//! Upload orchestrator: drives the multi-step publish of a local artifact.
//!
//! Strictly sequential state machine. Each step's failure aborts the
//! remaining steps and is tagged with the step name; no step ever writes,
//! moves, or deletes the local artifact, so a failed upload always leaves
//! the backup intact and re-uploadable.

use crate::backup::writer::BackupFormat;
use crate::prompt::{Prompter, SpaceChoice};
use crate::storage::{Principal, Space, StorageBackend, UploadStep, GATEWAY_PREFIX};
use crate::utils::errors::BackupError;
use crate::Result;
use std::path::Path;
use tracing::{debug, info, warn};

/// Outcome of a successful upload. Not persisted; exists for display only.
#[derive(Debug, Clone, PartialEq, Eq)]
pub struct UploadResult {
    pub cid: String,
    pub gateway_url: String,
}

/// Upload a local artifact to the storage service.
///
/// Steps: connect, authenticate, select-or-create a space, read the
/// artifact, store the bytes (tagged with the format's MIME type), derive
/// the gateway reference. Retry is the caller's concern; nothing here is
/// retried automatically.
///
/// `default_space` (a space DID or name from the config file) resolves the
/// space without prompting when it matches one of the account's spaces.
pub async fn upload_artifact<B: StorageBackend>(
    backend: &B,
    prompter: &dyn Prompter,
    path: &Path,
    format: BackupFormat,
    default_space: Option<&str>,
) -> Result<UploadResult> {
    let handle = backend
        .connect()
        .await
        .map_err(|e| e.at_step(UploadStep::Connect))?;
    debug!("storage connection established");

    let account = backend
        .authenticate(&handle)
        .await
        .map_err(|e| e.at_step(UploadStep::Authenticate))?;
    debug!(did = %account.did, "authenticated with storage service");

    let space = select_space(backend, &handle, prompter, &account, default_space)
        .await
        .map_err(|e| e.at_step(UploadStep::SelectSpace))?;
    info!(space = %space.label(), "storage space ready");

    let bytes = tokio::fs::read(path)
        .await
        .map_err(|e| BackupError::from(e).at_step(UploadStep::ReadArtifact))?;

    info!(path = %path.display(), size = bytes.len(), "uploading backup");
    let cid = backend
        .store(&handle, &space, bytes, format.content_type())
        .await
        .map_err(|e| e.at_step(UploadStep::Store))?;

    let gateway_url = format!("{GATEWAY_PREFIX}{cid}");
    info!(%cid, %gateway_url, "backup uploaded");

    Ok(UploadResult { cid, gateway_url })
}

/// Choose an existing space or create one. A configured default that
/// matches a known space (by DID or name) wins without prompting; an empty
/// space list is a normal condition requiring creation, not an error.
async fn select_space<B: StorageBackend>(
    backend: &B,
    handle: &B::Handle,
    prompter: &dyn Prompter,
    owner: &Principal,
    default: Option<&str>,
) -> Result<Space> {
    let spaces = backend.list_spaces(handle).await?;

    if let Some(wanted) = default {
        match spaces
            .iter()
            .find(|s| s.did == wanted || s.name.as_deref() == Some(wanted))
        {
            Some(space) => return Ok(space.clone()),
            None => warn!("configured space {wanted:?} not found, asking instead"),
        }
    }

    if spaces.is_empty() {
        info!("no storage spaces found, creating one");
        let name = prompter.space_name()?;
        return backend.create_space(handle, &name, owner).await;
    }

    match prompter.choose_space(&spaces)? {
        SpaceChoice::Existing(idx) => Ok(spaces[idx].clone()),
        SpaceChoice::New => {
            let name = prompter.space_name()?;
            backend.create_space(handle, &name, owner).await
        }
    }
}

#[cfg(test)]
mod tests {
    use super::*;
    use crate::backup::select::BackupEntry;
    use crate::utils::errors::BackupError;
    use async_trait::async_trait;
    use std::io::Write;
    use tempfile::NamedTempFile;

    /// Backend that fails at a chosen step and records the stored payload.
    struct FakeBackend {
        fail_at: Option<UploadStep>,
        spaces: Vec<Space>,
    }

    impl FakeBackend {
        fn new(fail_at: Option<UploadStep>) -> Self {
            Self {
                fail_at,
                spaces: vec![Space {
                    did: "did:key:space-1".to_string(),
                    name: Some("backups".to_string()),
                }],
            }
        }

        fn fails_at(&self, step: UploadStep) -> Result<()> {
            if self.fail_at == Some(step) {
                return Err(BackupError::Config(format!("injected failure at {step}")));
            }
            Ok(())
        }
    }

    #[async_trait]
    impl StorageBackend for FakeBackend {
        type Handle = ();

        async fn connect(&self) -> Result<()> {
            self.fails_at(UploadStep::Connect)
        }

        async fn authenticate(&self, _handle: &()) -> Result<Principal> {
            self.fails_at(UploadStep::Authenticate)?;
            Ok(Principal {
                did: "did:mailto:example.com:user".to_string(),
            })
        }

        async fn list_spaces(&self, _handle: &()) -> Result<Vec<Space>> {
            self.fails_at(UploadStep::SelectSpace)?;
            Ok(self.spaces.clone())
        }

        async fn create_space(&self, _handle: &(), name: &str, _owner: &Principal) -> Result<Space> {
            Ok(Space {
                did: "did:key:new-space".to_string(),
                name: Some(name.to_string()),
            })
        }

        async fn store(
            &self,
            _handle: &(),
            _space: &Space,
            _bytes: Vec<u8>,
            _content_type: &str,
        ) -> Result<String> {
            self.fails_at(UploadStep::Store)?;
            Ok("bafytestcid".to_string())
        }
    }

    /// Prompter with canned answers.
    struct FakePrompter {
        space_choice: SpaceChoice,
    }

    impl Prompter for FakePrompter {
        fn choose_format(&self, default: BackupFormat) -> Result<BackupFormat> {
            Ok(default)
        }

        fn confirm_upload(&self) -> Result<bool> {
            Ok(true)
        }

        fn choose_space(&self, _spaces: &[Space]) -> Result<SpaceChoice> {
            Ok(self.space_choice.clone())
        }

        fn space_name(&self) -> Result<String> {
            Ok("fresh-space".to_string())
        }

        fn choose_backup(&self, _entries: &[BackupEntry]) -> Result<Option<usize>> {
            Ok(Some(0))
        }
    }

    fn artifact_with(content: &[u8]) -> NamedTempFile {
        let mut file = NamedTempFile::new().unwrap();
        file.write_all(content).unwrap();
        file.flush().unwrap();
        file
    }

    #[tokio::test]
    async fn test_successful_upload() {
        let backend = FakeBackend::new(None);
        let prompter = FakePrompter {
            space_choice: SpaceChoice::Existing(0),
        };
        let artifact = artifact_with(b"{\"postCount\": 0}");

        let result = upload_artifact(&backend, &prompter, artifact.path(), BackupFormat::Json, None)
            .await
            .unwrap();
        assert_eq!(result.cid, "bafytestcid");
        assert_eq!(result.gateway_url, "https://w3s.link/ipfs/bafytestcid");
    }

    #[tokio::test]
    async fn test_failure_at_each_step_leaves_artifact_intact() {
        let content = b"precious backup bytes";
        for step in [
            UploadStep::Connect,
            UploadStep::Authenticate,
            UploadStep::SelectSpace,
            UploadStep::Store,
        ] {
            let backend = FakeBackend::new(Some(step));
            let prompter = FakePrompter {
                space_choice: SpaceChoice::Existing(0),
            };
            let artifact = artifact_with(content);

            let err = upload_artifact(&backend, &prompter, artifact.path(), BackupFormat::Car, None)
                .await
                .unwrap_err();
            match err {
                BackupError::Upload { step: failed, .. } => assert_eq!(failed, step),
                other => panic!("expected upload error, got {other}"),
            }
            assert_eq!(std::fs::read(artifact.path()).unwrap(), content);
        }
    }

    #[tokio::test]
    async fn test_missing_artifact_fails_at_read_step() {
        let backend = FakeBackend::new(None);
        let prompter = FakePrompter {
            space_choice: SpaceChoice::Existing(0),
        };

        let err = upload_artifact(
            &backend,
            &prompter,
            Path::new("/nonexistent/backup.json"),
            BackupFormat::Json,
            None,
        )
        .await
        .unwrap_err();
        match err {
            BackupError::Upload { step, .. } => assert_eq!(step, UploadStep::ReadArtifact),
            other => panic!("expected upload error, got {other}"),
        }
    }

    #[tokio::test]
    async fn test_no_spaces_creates_one() {
        let mut backend = FakeBackend::new(None);
        backend.spaces.clear();
        let prompter = FakePrompter {
            space_choice: SpaceChoice::Existing(0),
        };
        let artifact = artifact_with(b"bytes");

        let result = upload_artifact(&backend, &prompter, artifact.path(), BackupFormat::Json, None)
            .await
            .unwrap();
        assert_eq!(result.cid, "bafytestcid");
    }

    #[tokio::test]
    async fn test_new_space_choice_creates_one() {
        let backend = FakeBackend::new(None);
        let prompter = FakePrompter {
            space_choice: SpaceChoice::New,
        };
        let artifact = artifact_with(b"bytes");

        assert!(
            upload_artifact(&backend, &prompter, artifact.path(), BackupFormat::Json, None)
                .await
                .is_ok()
        );
    }

    /// Prompter that fails the test if any space question is asked.
    struct NoSpacePrompter;

    impl Prompter for NoSpacePrompter {
        fn choose_format(&self, default: BackupFormat) -> Result<BackupFormat> {
            Ok(default)
        }

        fn confirm_upload(&self) -> Result<bool> {
            Ok(true)
        }

        fn choose_space(&self, _spaces: &[Space]) -> Result<SpaceChoice> {
            panic!("configured space must resolve without prompting");
        }

        fn space_name(&self) -> Result<String> {
            panic!("configured space must resolve without prompting");
        }

        fn choose_backup(&self, _entries: &[BackupEntry]) -> Result<Option<usize>> {
            Ok(None)
        }
    }

    #[tokio::test]
    async fn test_configured_space_skips_prompt() {
        let backend = FakeBackend::new(None);
        let artifact = artifact_with(b"bytes");

        // By DID.
        let result = upload_artifact(
            &backend,
            &NoSpacePrompter,
            artifact.path(),
            BackupFormat::Json,
            Some("did:key:space-1"),
        )
        .await
        .unwrap();
        assert_eq!(result.cid, "bafytestcid");

        // By name.
        let result = upload_artifact(
            &backend,
            &NoSpacePrompter,
            artifact.path(),
            BackupFormat::Json,
            Some("backups"),
        )
        .await
        .unwrap();
        assert_eq!(result.cid, "bafytestcid");
    }

    #[tokio::test]
    async fn test_unknown_configured_space_falls_back_to_prompt() {
        let backend = FakeBackend::new(None);
        let prompter = FakePrompter {
            space_choice: SpaceChoice::Existing(0),
        };
        let artifact = artifact_with(b"bytes");

        let result = upload_artifact(
            &backend,
            &prompter,
            artifact.path(),
            BackupFormat::Json,
            Some("no-such-space"),
        )
        .await
        .unwrap();
        assert_eq!(result.cid, "bafytestcid");
    }

    #[tokio::test]
    async fn test_prompt_cancel_is_not_an_upload_failure() {
        struct CancellingPrompter;
        impl Prompter for CancellingPrompter {
            fn choose_format(&self, default: BackupFormat) -> Result<BackupFormat> {
                Ok(default)
            }
            fn confirm_upload(&self) -> Result<bool> {
                Ok(true)
            }
            fn choose_space(&self, _spaces: &[Space]) -> Result<SpaceChoice> {
                Err(BackupError::Aborted)
            }
            fn space_name(&self) -> Result<String> {
                Err(BackupError::Aborted)
            }
            fn choose_backup(&self, _entries: &[BackupEntry]) -> Result<Option<usize>> {
                Ok(None)
            }
        }

        let backend = FakeBackend::new(None);
        let artifact = artifact_with(b"bytes");

        let err = upload_artifact(&backend, &CancellingPrompter, artifact.path(), BackupFormat::Json, None)
            .await
            .unwrap_err();
        assert!(matches!(err, BackupError::Aborted));
    }
}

════════

**Task goal**
Lines holding the word "crate" are the answer; copy each one from the records above.

**Your response**
use crate::backup::writer::BackupFormat;
use crate::prompt::{Prompter, SpaceChoice};
use crate::storage::{Principal, Space, StorageBackend, UploadStep, GATEWAY_PREFIX};
use crate::utils::errors::BackupError;
use crate::Result;
    use crate::backup::select::BackupEntry;
    use crate::utils::errors::BackupError;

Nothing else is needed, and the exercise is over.